_Aim of the exercise_. Where the records below reach the line containing "of first appearance.", start transcribing, and end with the line containing "pub struct ContextMetadata", exactly and with nothing else added.

*** Opening Supplied material ***

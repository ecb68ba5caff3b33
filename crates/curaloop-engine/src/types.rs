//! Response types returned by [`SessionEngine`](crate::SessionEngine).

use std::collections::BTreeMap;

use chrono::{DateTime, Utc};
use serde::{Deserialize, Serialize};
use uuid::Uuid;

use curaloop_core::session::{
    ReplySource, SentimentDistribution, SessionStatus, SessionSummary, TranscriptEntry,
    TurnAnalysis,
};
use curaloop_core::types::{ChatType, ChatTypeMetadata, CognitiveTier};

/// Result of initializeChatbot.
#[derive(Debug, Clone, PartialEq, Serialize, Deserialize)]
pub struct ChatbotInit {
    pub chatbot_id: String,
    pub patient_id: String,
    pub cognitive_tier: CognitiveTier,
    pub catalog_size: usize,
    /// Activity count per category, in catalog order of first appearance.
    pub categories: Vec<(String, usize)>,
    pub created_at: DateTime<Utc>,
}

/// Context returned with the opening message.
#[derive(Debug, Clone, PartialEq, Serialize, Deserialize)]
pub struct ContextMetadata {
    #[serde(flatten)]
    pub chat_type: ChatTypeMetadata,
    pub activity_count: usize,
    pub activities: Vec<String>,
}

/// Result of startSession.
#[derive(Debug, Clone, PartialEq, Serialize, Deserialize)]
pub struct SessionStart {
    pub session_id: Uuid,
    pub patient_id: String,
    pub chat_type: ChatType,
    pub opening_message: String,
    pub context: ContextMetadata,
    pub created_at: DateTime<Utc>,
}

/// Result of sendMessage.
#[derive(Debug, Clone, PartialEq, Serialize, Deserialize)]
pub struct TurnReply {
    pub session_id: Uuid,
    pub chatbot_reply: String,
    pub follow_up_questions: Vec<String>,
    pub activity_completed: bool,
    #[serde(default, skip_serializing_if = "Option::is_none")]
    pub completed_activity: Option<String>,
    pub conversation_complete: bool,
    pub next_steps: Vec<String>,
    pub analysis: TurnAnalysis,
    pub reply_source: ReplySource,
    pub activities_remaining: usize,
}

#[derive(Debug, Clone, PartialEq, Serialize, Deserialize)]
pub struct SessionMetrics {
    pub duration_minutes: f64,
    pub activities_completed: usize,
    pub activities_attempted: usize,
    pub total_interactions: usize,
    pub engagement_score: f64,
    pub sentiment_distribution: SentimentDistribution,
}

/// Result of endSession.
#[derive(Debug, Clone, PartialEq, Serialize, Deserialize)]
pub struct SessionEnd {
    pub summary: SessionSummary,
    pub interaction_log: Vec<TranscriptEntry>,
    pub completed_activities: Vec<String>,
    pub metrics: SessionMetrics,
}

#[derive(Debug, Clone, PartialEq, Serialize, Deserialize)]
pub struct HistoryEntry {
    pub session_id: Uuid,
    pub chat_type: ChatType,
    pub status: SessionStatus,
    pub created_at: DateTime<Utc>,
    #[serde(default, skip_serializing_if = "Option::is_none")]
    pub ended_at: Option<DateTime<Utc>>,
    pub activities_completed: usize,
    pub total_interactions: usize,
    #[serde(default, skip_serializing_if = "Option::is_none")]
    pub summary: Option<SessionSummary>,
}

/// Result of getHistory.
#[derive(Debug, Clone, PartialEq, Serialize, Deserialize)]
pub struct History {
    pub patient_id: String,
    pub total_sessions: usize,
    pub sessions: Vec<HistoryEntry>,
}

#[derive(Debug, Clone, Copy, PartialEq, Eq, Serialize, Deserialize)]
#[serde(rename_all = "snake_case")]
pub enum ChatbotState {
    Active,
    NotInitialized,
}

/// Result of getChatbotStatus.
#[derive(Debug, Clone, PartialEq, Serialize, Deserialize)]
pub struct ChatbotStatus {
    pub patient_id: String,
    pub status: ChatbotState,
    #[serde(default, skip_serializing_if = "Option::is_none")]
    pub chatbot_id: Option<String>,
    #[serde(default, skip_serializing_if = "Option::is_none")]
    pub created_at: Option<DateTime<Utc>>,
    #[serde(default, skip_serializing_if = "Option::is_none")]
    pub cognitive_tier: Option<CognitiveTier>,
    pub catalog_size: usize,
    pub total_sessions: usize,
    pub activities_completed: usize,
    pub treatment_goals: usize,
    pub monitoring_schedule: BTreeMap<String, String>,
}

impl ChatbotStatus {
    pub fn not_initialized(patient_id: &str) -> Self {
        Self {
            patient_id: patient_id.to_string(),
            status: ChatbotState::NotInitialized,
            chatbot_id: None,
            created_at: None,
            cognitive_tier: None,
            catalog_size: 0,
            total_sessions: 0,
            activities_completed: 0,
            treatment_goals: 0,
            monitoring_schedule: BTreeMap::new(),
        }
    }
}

*** Closing Supplied material ***

_Written response_.
    /// Activity count per category, in catalog order of first appearance.
    pub categories: Vec<(String, usize)>,
    pub created_at: DateTime<Utc>,
}

/// Context returned with the opening message.
#[derive(Debug, Clone, PartialEq, Serialize, Deserialize)]
pub struct ContextMetadata {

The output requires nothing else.